To do ▸ Every line of the records that holds the word "cached" should be copied.

Data extracts ▸
.....

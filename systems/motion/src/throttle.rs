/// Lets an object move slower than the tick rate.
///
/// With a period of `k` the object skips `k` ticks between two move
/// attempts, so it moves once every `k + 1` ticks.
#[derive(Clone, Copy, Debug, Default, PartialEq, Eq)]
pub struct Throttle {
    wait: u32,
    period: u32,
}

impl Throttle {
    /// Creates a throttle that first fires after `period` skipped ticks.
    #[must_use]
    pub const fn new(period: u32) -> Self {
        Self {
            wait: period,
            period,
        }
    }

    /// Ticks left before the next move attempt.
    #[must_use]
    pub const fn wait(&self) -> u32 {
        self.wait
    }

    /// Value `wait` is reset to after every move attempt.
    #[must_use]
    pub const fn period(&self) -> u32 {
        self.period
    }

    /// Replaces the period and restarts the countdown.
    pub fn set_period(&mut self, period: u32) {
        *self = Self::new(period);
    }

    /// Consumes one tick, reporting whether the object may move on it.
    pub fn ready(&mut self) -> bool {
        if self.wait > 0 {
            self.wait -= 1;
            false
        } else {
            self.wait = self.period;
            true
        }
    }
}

.....

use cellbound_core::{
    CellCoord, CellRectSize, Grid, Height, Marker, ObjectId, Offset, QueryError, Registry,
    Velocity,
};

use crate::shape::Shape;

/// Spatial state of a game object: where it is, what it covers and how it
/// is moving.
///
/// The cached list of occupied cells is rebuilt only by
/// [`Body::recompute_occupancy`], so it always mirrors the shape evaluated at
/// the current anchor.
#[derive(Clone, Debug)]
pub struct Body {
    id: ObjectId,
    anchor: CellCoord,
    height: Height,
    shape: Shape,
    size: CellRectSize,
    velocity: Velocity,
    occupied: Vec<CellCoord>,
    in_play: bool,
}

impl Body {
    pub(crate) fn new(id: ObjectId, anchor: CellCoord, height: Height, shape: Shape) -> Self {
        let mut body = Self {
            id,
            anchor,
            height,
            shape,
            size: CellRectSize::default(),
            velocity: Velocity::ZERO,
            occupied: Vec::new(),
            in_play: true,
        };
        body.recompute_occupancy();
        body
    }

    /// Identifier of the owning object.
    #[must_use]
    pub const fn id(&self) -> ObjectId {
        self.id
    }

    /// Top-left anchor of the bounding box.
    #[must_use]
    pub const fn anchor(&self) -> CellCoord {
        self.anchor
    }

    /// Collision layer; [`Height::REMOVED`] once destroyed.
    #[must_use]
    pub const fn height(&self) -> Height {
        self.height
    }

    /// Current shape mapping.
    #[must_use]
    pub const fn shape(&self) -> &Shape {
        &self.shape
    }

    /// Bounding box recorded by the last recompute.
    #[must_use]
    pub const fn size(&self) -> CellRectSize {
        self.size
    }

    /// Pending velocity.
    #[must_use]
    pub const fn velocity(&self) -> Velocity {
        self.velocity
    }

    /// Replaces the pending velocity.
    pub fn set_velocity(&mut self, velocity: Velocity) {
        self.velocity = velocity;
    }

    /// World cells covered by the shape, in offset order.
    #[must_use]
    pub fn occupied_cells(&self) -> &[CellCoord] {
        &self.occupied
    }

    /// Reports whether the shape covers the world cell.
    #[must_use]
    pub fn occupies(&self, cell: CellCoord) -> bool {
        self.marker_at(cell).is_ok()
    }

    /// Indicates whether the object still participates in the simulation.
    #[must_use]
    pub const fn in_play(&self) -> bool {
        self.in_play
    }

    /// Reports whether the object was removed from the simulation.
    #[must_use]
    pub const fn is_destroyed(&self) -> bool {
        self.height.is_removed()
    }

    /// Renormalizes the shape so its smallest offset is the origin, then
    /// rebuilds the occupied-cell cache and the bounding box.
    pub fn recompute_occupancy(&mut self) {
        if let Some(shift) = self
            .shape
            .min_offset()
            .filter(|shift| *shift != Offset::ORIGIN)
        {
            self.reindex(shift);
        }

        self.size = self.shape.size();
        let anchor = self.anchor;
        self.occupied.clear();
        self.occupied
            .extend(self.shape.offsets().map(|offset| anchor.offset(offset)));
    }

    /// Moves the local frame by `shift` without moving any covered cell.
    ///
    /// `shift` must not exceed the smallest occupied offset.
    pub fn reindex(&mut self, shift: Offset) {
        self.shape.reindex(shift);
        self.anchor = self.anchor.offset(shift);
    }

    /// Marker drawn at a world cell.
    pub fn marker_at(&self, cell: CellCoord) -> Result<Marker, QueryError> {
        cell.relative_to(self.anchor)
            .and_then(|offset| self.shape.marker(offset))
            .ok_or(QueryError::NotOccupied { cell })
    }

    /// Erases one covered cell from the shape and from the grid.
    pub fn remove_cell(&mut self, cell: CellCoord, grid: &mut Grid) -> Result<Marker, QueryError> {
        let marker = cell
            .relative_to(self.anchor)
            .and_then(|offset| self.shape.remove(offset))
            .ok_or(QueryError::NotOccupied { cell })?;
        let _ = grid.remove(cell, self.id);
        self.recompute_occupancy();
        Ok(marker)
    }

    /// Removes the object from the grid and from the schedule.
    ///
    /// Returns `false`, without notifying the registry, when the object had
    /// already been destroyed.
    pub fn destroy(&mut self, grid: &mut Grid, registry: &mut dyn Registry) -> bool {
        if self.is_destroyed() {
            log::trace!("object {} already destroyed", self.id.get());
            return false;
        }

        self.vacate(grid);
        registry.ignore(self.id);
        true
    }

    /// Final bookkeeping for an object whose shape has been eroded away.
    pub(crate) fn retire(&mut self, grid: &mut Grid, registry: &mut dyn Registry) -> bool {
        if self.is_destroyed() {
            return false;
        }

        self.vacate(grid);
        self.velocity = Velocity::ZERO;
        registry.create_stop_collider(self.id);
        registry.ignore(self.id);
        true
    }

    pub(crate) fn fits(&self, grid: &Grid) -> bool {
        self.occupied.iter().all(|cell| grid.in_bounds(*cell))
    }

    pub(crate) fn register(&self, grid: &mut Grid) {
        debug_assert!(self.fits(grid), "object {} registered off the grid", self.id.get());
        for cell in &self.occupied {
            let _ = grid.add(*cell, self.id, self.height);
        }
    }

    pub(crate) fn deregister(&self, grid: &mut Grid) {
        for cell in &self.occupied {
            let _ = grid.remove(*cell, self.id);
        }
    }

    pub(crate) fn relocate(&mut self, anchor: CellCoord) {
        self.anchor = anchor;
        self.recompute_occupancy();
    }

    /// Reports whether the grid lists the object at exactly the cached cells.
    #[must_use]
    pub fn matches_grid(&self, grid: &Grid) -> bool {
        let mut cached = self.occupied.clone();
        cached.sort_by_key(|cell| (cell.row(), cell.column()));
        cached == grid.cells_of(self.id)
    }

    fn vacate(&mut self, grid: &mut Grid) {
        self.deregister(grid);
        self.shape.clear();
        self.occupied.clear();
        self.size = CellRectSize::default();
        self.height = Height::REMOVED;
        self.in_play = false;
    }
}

.....

Exercise response ▸
/// The cached list of occupied cells is rebuilt only by
    /// Reports whether the grid lists the object at exactly the cached cells.
        let mut cached = self.occupied.clone();
        cached.sort_by_key(|cell| (cell.row(), cell.column()));
        cached == grid.cells_of(self.id)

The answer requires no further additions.